+++ Information supplied +++
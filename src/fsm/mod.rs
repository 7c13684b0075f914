//! Door command/confirmation state machine.
//!
//! ```text
//!            intent accepted              sensor matches intent
//!   Idle ───────────────────▶ Actuating ─────────────────────────▶ Confirmed
//!    ▲                            │                                    │
//!    │                            │ elapsed ≥ confirm_timeout          │
//!    │                            ▼                                    │
//!    └──────────────────────── TimedOut ◀──────────────────────────────┘
//!                      (both terminal; next request starts at Idle)
//! ```
//!
//! One call to [`run`] walks a single request from `Idle` to a terminal
//! state. The drive command is issued exactly once; afterwards the sensor
//! is polled at `poll_interval`, and each reading is mirrored onto the
//! indicator before it is checked. Time comes from the injected [`Clock`],
//! so a simulated clock runs the full 10 s window instantly.
//!
//! The motor is left energized after either outcome, and an intent that is
//! already satisfied is driven and polled again like any other.
//!
//! Callers serialize runs per door (see
//! [`DoorService`](crate::app::service::DoorService)); the machine itself
//! holds no state between requests.

use log::{debug, trace};

use crate::app::commands::DoorIntent;
use crate::app::ports::{ActuatorPort, Clock, IndicatorPort, SensorPort};
use crate::config::Timing;
use crate::error::Result;

// ---------------------------------------------------------------------------
// State identity
// ---------------------------------------------------------------------------

#[derive(Debug, Clone, Copy, PartialEq, Eq, Hash)]
pub enum DoorState {
    Idle,
    Actuating(DoorIntent),
    Confirmed(DoorIntent),
    TimedOut(DoorIntent),
}

impl DoorState {
    pub fn is_terminal(self) -> bool {
        matches!(self, Self::Confirmed(_) | Self::TimedOut(_))
    }

    pub fn intent(self) -> Option<DoorIntent> {
        match self {
            Self::Idle => None,
            Self::Actuating(i) | Self::Confirmed(i) | Self::TimedOut(i) => Some(i),
        }
    }
}

// ---------------------------------------------------------------------------
// Outcome
// ---------------------------------------------------------------------------

/// Terminal state of one request and how long it took to get there.
#[derive(Debug, Clone, Copy, PartialEq, Eq)]
pub struct Outcome {
    pub state: DoorState,
    /// Monotonic milliseconds from the drive command to the deciding poll.
    pub elapsed_ms: u64,
    /// Number of sensor reads taken.
    pub polls: u32,
}

impl Outcome {
    pub fn confirmed(&self) -> bool {
        matches!(self.state, DoorState::Confirmed(_))
    }
}

// ---------------------------------------------------------------------------
// Engine
// ---------------------------------------------------------------------------

/// Drive toward `intent` and wait for the sensor to agree.
///
/// Hardware errors abort the run immediately and propagate; a missed
/// confirmation is an ordinary [`DoorState::TimedOut`] outcome.
pub fn run<H>(hw: &mut H, clock: &dyn Clock, timing: Timing, intent: DoorIntent) -> Result<Outcome>
where
    H: ?Sized + ActuatorPort + SensorPort + IndicatorPort,
{
    let mut state = DoorState::Idle;
    let timeout_ms = timing.confirm_timeout.as_millis() as u64;

    let start = clock.monotonic_ms();
    hw.drive(intent)?;
    state = transition(state, DoorState::Actuating(intent));

    let mut polls = 0u32;
    loop {
        let reading = hw.read_open_confirmed()?;
        polls += 1;
        hw.show_reading(reading)?;

        let elapsed_ms = clock.monotonic_ms().saturating_sub(start);
        trace!("fsm: poll #{polls} at {elapsed_ms} ms: {reading:?}");

        let next = if intent.is_confirmed_by(reading) {
            Some(DoorState::Confirmed(intent))
        } else if elapsed_ms >= timeout_ms {
            Some(DoorState::TimedOut(intent))
        } else {
            None
        };

        if let Some(next) = next {
            state = transition(state, next);
            return Ok(Outcome {
                state,
                elapsed_ms,
                polls,
            });
        }

        clock.sleep(timing.poll_interval);
    }
}

fn transition(from: DoorState, to: DoorState) -> DoorState {
    debug!("fsm: {from:?} -> {to:?}");
    to
}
+++
== Your goal ==
Among the lines above, which ones include the word "DoorState"? Copy them.

== Exercise answer ==
pub enum DoorState {
impl DoorState {
    pub state: DoorState,
        matches!(self.state, DoorState::Confirmed(_))
/// confirmation is an ordinary [`DoorState::TimedOut`] outcome.
    let mut state = DoorState::Idle;
    state = transition(state, DoorState::Actuating(intent));
            Some(DoorState::Confirmed(intent))
            Some(DoorState::TimedOut(intent))
fn transition(from: DoorState, to: DoorState) -> DoorState {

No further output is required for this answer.